== Records for this exercise

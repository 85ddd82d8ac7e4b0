// Copyright 2021 Twitter, Inc.
// Licensed under the Apache License, Version 2.0
// http://www.apache.org/licenses/LICENSE-2.0

//! Fatal-signal reporting. On segmentation fault, abort, and similar
//! signals the handler renders the current call stack as ERROR lines with
//! the normal formatter and writes them synchronously to stderr and to the
//! current log file, then re-raises the signal so the process terminates
//! with the original cause.
//!
//! This path is decoupled from the buffered engine: it holds none of the
//! writer's locks and appends to the log file through its own handle. The
//! file path is published by the writer thread into a slot that both sides
//! only ever `try_lock`. Capturing and symbolizing the trace allocates; a
//! re-entry guard forces immediate termination if the handler itself
//! faults.

use crate::format::{self, Style};
use crate::Level;

use backtrace::Backtrace;
use chrono::{Local, NaiveDateTime};
use libc::c_int;
use std::io::Write;
use std::path::PathBuf;
use std::sync::atomic::{AtomicBool, Ordering};
use std::sync::Mutex;

const FATAL_SIGNALS: [c_int; 5] = [
    libc::SIGSEGV,
    libc::SIGABRT,
    libc::SIGBUS,
    libc::SIGILL,
    libc::SIGFPE,
];

static INSTALLED: AtomicBool = AtomicBool::new(false);
static IN_PROGRESS: AtomicBool = AtomicBool::new(false);
static CONSOLE: AtomicBool = AtomicBool::new(true);
static COLOR: AtomicBool = AtomicBool::new(false);
static ACTIVE_LOG: Mutex<Option<PathBuf>> = Mutex::new(None);

/// Install the fatal-signal handlers. The first call installs; later calls
/// only update the console and color settings. `AsyncLog::start` calls this
/// with the engine's own settings, so explicit installation is only needed
/// when no engine is running.
pub fn install(console: bool, color: bool) {
    CONSOLE.store(console, Ordering::Relaxed);
    COLOR.store(color, Ordering::Relaxed);
    if INSTALLED.swap(true, Ordering::SeqCst) {
        return;
    }
    for signal in FATAL_SIGNALS {
        install_handler(signal);
    }
}

/// Called by the writer thread whenever the open log file changes. Skipped
/// rather than blocked if a dump is in progress on the other side.
pub(crate) fn set_active_log(path: Option<PathBuf>) {
    if let Ok(mut slot) = ACTIVE_LOG.try_lock() {
        *slot = path;
    }
}

fn install_handler(signal: c_int) {
    unsafe {
        let mut action: libc::sigaction = std::mem::zeroed();
        action.sa_sigaction = handle_signal as *const () as libc::sighandler_t;
        // the disposition resets to default before the handler runs and the
        // signal is left unblocked inside it: a fault in the handler cannot
        // loop, and the handler's re-raise is delivered rather than left
        // pending
        action.sa_flags = libc::SA_RESETHAND | libc::SA_NODEFER;
        libc::sigemptyset(&mut action.sa_mask);
        libc::sigaction(signal, &action, std::ptr::null_mut());
    }
}

extern "C" fn handle_signal(signal: c_int) {
    if IN_PROGRESS.swap(true, Ordering::SeqCst) {
        unsafe { libc::_exit(128 + signal) };
    }
    emit(signal);
    // the disposition is back at the default and the signal is not blocked
    // here, so re-raising terminates the process with the originating
    // signal; _exit only runs if delivery fails
    unsafe {
        libc::raise(signal);
        libc::_exit(128 + signal);
    }
}

fn emit(signal: c_int) {
    let trace = Backtrace::new();
    let now = Local::now().naive_local();
    let style = Style {
        color: COLOR.load(Ordering::Relaxed),
        highlight: Level::Warn,
    };
    let mut block = Vec::new();
    let _ = write_dump(&mut block, &trace, signal, now, &style);
    if CONSOLE.load(Ordering::Relaxed) {
        let _ = std::io::stderr().write_all(&block);
    }
    if let Ok(slot) = ACTIVE_LOG.try_lock() {
        if let Some(path) = slot.as_ref() {
            if let Ok(mut file) = std::fs::OpenOptions::new().append(true).create(true).open(path) {
                let _ = file.write_all(&block);
            }
        }
    }
}

/// Render the dump: a header naming the signal, then one ERROR line per
/// resolved stack frame, each carrying the frame's source location in the
/// preamble and its symbol as the message.
pub(crate) fn write_dump(
    out: &mut dyn Write,
    trace: &Backtrace,
    signal: c_int,
    now: NaiveDateTime,
    style: &Style,
) -> std::io::Result<()> {
    let tid = format::thread_id();
    let mut lines = Vec::new();
    format::format_record(
        &mut lines,
        now,
        Level::Error,
        file!(),
        line!(),
        tid,
        &format!("fatal signal {} ({}), dumping stack", signal, signal_name(signal)),
        style,
    );
    for (i, frame) in trace.frames().iter().enumerate() {
        let symbols = frame.symbols();
        if symbols.is_empty() {
            format::format_record(
                &mut lines,
                now,
                Level::Error,
                "??",
                0,
                tid,
                &format!("{:4}: <unresolved> ({:p})", i, frame.ip()),
                style,
            );
        }
        for symbol in symbols {
            let name = symbol
                .name()
                .map(|n| n.to_string())
                .unwrap_or_else(|| String::from("<unresolved>"));
            let file = symbol.filename().and_then(|p| p.to_str()).unwrap_or("??");
            let line = symbol.lineno().unwrap_or(0);
            format::format_record(
                &mut lines,
                now,
                Level::Error,
                file,
                line,
                tid,
                &format!("{:4}: {}", i, name),
                style,
            );
        }
    }
    for line in &lines {
        out.write_all(line.as_bytes())?;
    }
    Ok(())
}

fn signal_name(signal: c_int) -> &'static str {
    match signal {
        libc::SIGSEGV => "SIGSEGV",
        libc::SIGABRT => "SIGABRT",
        libc::SIGBUS => "SIGBUS",
        libc::SIGILL => "SIGILL",
        libc::SIGFPE => "SIGFPE",
        _ => "unknown",
    }
}
// Copyright 2021 Twitter, Inc.
// Licensed under the Apache License, Version 2.0
// http://www.apache.org/licenses/LICENSE-2.0

//! File rotation. A `RotatingFile` owns the open log file along with the
//! calendar day, file index, and byte count that drive rotation. It is used
//! exclusively by the writer thread, so none of this state needs locking.
//!
//! Files are named `{base}-{YYYY-MM-DD}({index}).log`. The index starts at
//! zero each day and increments whenever the size cap is exceeded. Brand-new
//! files begin with a UTF-8 byte-order mark, which counts toward the size;
//! reopening an existing file appends to it and seeds the byte counter from
//! its current length.
//!
//! Failure to open a file is never fatal: the engine degrades to console
//! output, reports the condition once per failure streak on stderr, and
//! retries at the next rotation check.

use chrono::NaiveDate;
use std::fs::OpenOptions;
use std::io::{BufWriter, Write};
use std::path::{Path, PathBuf};

pub(crate) const BOM: &[u8] = b"\xef\xbb\xbf";

pub(crate) struct RotatingFile {
    dir: PathBuf,
    base: String,
    max_bytes: u64,
    max_files: usize,
    day: Option<NaiveDate>,
    index: u32,
    bytes: u64,
    writer: Option<BufWriter<std::fs::File>>,
    failed: bool,
}

impl RotatingFile {
    /// Create the rotation state without touching the filesystem. The first
    /// `roll_day` call opens the initial file. A `max_bytes` of zero
    /// disables size based rotation; a `max_files` of zero disables old-file
    /// cleanup.
    pub(crate) fn new<T: AsRef<Path>>(
        dir: T,
        base: &str,
        max_bytes: u64,
        max_files: usize,
    ) -> Self {
        Self {
            dir: dir.as_ref().to_owned(),
            base: base.to_string(),
            max_bytes,
            max_files,
            day: None,
            index: 0,
            bytes: 0,
            writer: None,
            failed: false,
        }
    }

    /// The path of the currently open file, if one is open.
    pub(crate) fn path(&self) -> Option<PathBuf> {
        match (&self.writer, self.day) {
            (Some(_), Some(day)) => Some(self.path_for(day, self.index)),
            _ => None,
        }
    }

    fn path_for(&self, day: NaiveDate, index: u32) -> PathBuf {
        self.dir
            .join(format!("{}-{}({}).log", self.base, day.format("%Y-%m-%d"), index))
    }

    /// Recover the day and index from a `{base}-{YYYY-MM-DD}({index}).log`
    /// name. Names this scheme did not produce yield `None`.
    fn parse_name(&self, name: &str) -> Option<(NaiveDate, u32)> {
        let rest = name.strip_prefix(&self.base)?.strip_prefix('-')?;
        let rest = rest.strip_suffix(".log")?;
        let (day, index) = rest.split_once('(')?;
        let day = NaiveDate::parse_from_str(day, "%Y-%m-%d").ok()?;
        let index = index.strip_suffix(')')?.parse().ok()?;
        Some((day, index))
    }

    /// Evaluate the day side of the rotation rule. Called once per writer
    /// wake, before the batch is written. Opens the initial file, reopens
    /// after an earlier failure, and starts a new index-zero file when the
    /// calendar day changes.
    pub(crate) fn roll_day(&mut self, today: NaiveDate) {
        if self.writer.is_some() && self.day == Some(today) {
            return;
        }
        self.close();
        self.day = Some(today);
        self.index = 0;
        self.open();
    }

    /// Evaluate the size side of the rotation rule. Called once per writer
    /// wake, after the batch is written, so a single batch never splits
    /// across files.
    pub(crate) fn roll_size(&mut self) {
        if self.max_bytes == 0 || self.writer.is_none() || self.bytes < self.max_bytes {
            return;
        }
        self.close();
        self.index += 1;
        self.open();
    }

    /// Append one formatted line to the open file, if any.
    pub(crate) fn write_line(&mut self, line: &str) {
        if let Some(writer) = &mut self.writer {
            let _ = writer.write_all(line.as_bytes());
            self.bytes += line.len() as u64;
        }
    }

    pub(crate) fn flush(&mut self) {
        if let Some(writer) = &mut self.writer {
            let _ = writer.flush();
        }
    }

    fn close(&mut self) {
        if let Some(mut writer) = self.writer.take() {
            let _ = writer.flush();
        }
    }

    /// Open the file for the current day and index, appending if it already
    /// exists. Indices holding files already at the size cap are skipped so
    /// a restart on a crowded day converges on a usable file immediately.
    fn open(&mut self) {
        self.writer = None;
        let day = match self.day {
            Some(day) => day,
            None => return,
        };
        if let Err(e) = std::fs::create_dir_all(&self.dir) {
            let dir = self.dir.clone();
            self.report(&dir, e);
            return;
        }
        loop {
            let path = self.path_for(day, self.index);
            let file = match OpenOptions::new().append(true).create(true).open(&path) {
                Ok(file) => file,
                Err(e) => {
                    self.report(&path, e);
                    return;
                }
            };
            let len = file.metadata().map(|m| m.len()).unwrap_or(0);
            if self.max_bytes > 0 && len >= self.max_bytes {
                self.index += 1;
                continue;
            }
            let mut writer = BufWriter::new(file);
            self.bytes = len;
            if len == 0 {
                let _ = writer.write_all(BOM);
                self.bytes = BOM.len() as u64;
            }
            self.writer = Some(writer);
            self.failed = false;
            self.cleanup();
            return;
        }
    }

    fn report(&mut self, path: &Path, error: std::io::Error) {
        if !self.failed {
            eprintln!("failed to open log file {:?}: {}", path, error);
            self.failed = true;
        }
    }

    /// Remove the oldest rotated files beyond the `max_files` limit. Age is
    /// the day and index encoded in the name, so ordering is exact and does
    /// not depend on filesystem metadata. The open file always survives and
    /// counts toward the limit; names that do not parse are left alone.
    fn cleanup(&self) {
        if self.max_files == 0 {
            return;
        }
        let current = match self.day {
            Some(day) => self.path_for(day, self.index),
            None => return,
        };
        let entries = match std::fs::read_dir(&self.dir) {
            Ok(entries) => entries,
            Err(_) => return,
        };
        let mut files = Vec::new();
        for entry in entries.flatten() {
            let path = entry.path();
            if path == current {
                continue;
            }
            let age = path
                .file_name()
                .and_then(|n| n.to_str())
                .and_then(|n| self.parse_name(n));
            if let Some(age) = age {
                files.push((age, path));
            }
        }
        if files.len() + 1 <= self.max_files {
            return;
        }
        files.sort();
        let excess = files.len() + 1 - self.max_files;
        for (_, path) in files.into_iter().take(excess) {
            let _ = std::fs::remove_file(path);
        }
    }
}
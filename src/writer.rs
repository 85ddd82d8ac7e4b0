// Copyright 2021 Twitter, Inc.
// Licensed under the Apache License, Version 2.0
// http://www.apache.org/licenses/LICENSE-2.0

//! The writer loop, run by the single background thread that owns all file
//! and console I/O. Each wake swaps the active buffer for the writer's empty
//! one under the lock, then drains it outside the lock. Rotation is
//! evaluated once per wake: the day rule before the batch, the size rule
//! after it.

use crate::buffer::Core;
use crate::crash;
use crate::format::{self, Style};
use crate::outputs::Output;
use crate::rotate::RotatingFile;
use crate::{FormattedLine, Level};

use chrono::{Local, NaiveDateTime};
use std::io::Write;
use std::sync::Arc;

pub(crate) struct Writer {
    core: Arc<Core>,
    standby: Vec<FormattedLine>,
    file: Option<RotatingFile>,
    console: Option<Box<dyn Output>>,
    style: Style,
    reported: u64,
}

impl Writer {
    pub(crate) fn new(
        core: Arc<Core>,
        file: Option<RotatingFile>,
        console: Option<Box<dyn Output>>,
        style: Style,
    ) -> Self {
        Self {
            core,
            standby: Vec::new(),
            file,
            console,
            style,
            reported: 0,
        }
    }

    /// The writer thread body. Returns once shutdown has been requested and
    /// everything submitted before it has been drained.
    pub(crate) fn run(mut self) {
        if let Some(file) = &mut self.file {
            file.roll_day(Local::now().date_naive());
        }
        self.publish_path();
        while !self.tick() {}
        // final sweep: nothing appended before the shutdown flag was set may
        // be left behind when the thread exits
        self.core.take(&mut self.standby);
        self.drain(Local::now().naive_local());
    }

    /// One wake of the writer: block for work or shutdown, then drain.
    fn tick(&mut self) -> bool {
        let shutdown = self.core.wait_swap(&mut self.standby);
        self.drain(Local::now().naive_local());
        shutdown
    }

    fn drain(&mut self, now: NaiveDateTime) {
        if self.standby.is_empty() && self.core.dropped() == self.reported {
            return;
        }
        if let Some(file) = &mut self.file {
            file.roll_day(now.date());
        }
        let batch = std::mem::take(&mut self.standby);
        for line in &batch {
            self.write(line);
        }
        let written = batch.len() as u64;
        self.standby = batch;
        self.standby.clear();
        self.report_drops(now);
        if let Some(file) = &mut self.file {
            file.roll_size();
            file.flush();
        }
        if let Some(console) = &mut self.console {
            let _ = console.flush();
        }
        // acknowledged only after the sinks are flushed, so a flush waiter
        // unblocks to find its lines on disk
        self.core.mark_written(written);
        self.publish_path();
    }

    fn write(&mut self, line: &str) {
        if let Some(file) = &mut self.file {
            file.write_line(line);
        }
        if let Some(console) = &mut self.console {
            let _ = console.write_all(line.as_bytes());
        }
    }

    /// Emit a single notice when lines have been shed since the last drain,
    /// so overload is visible in the log itself.
    fn report_drops(&mut self, now: NaiveDateTime) {
        let total = self.core.dropped();
        if total == self.reported {
            return;
        }
        let message = format!("overload: {} buffered lines dropped", total - self.reported);
        self.reported = total;
        let mut lines = Vec::with_capacity(1);
        format::format_record(
            &mut lines,
            now,
            Level::Warn,
            file!(),
            line!(),
            format::thread_id(),
            &message,
            &self.style,
        );
        for line in lines {
            self.write(&line);
        }
    }

    /// Let the crash reporter know which file a stack dump should go to.
    fn publish_path(&self) {
        if self.file.is_some() {
            crash::set_active_log(self.file.as_ref().and_then(|f| f.path()));
        }
    }
}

====

* [Problem requirements]: Gather from the records above every line containing the string "tick".

* [Finished task]:
        while !self.tick() {}
    fn tick(&mut self) -> bool {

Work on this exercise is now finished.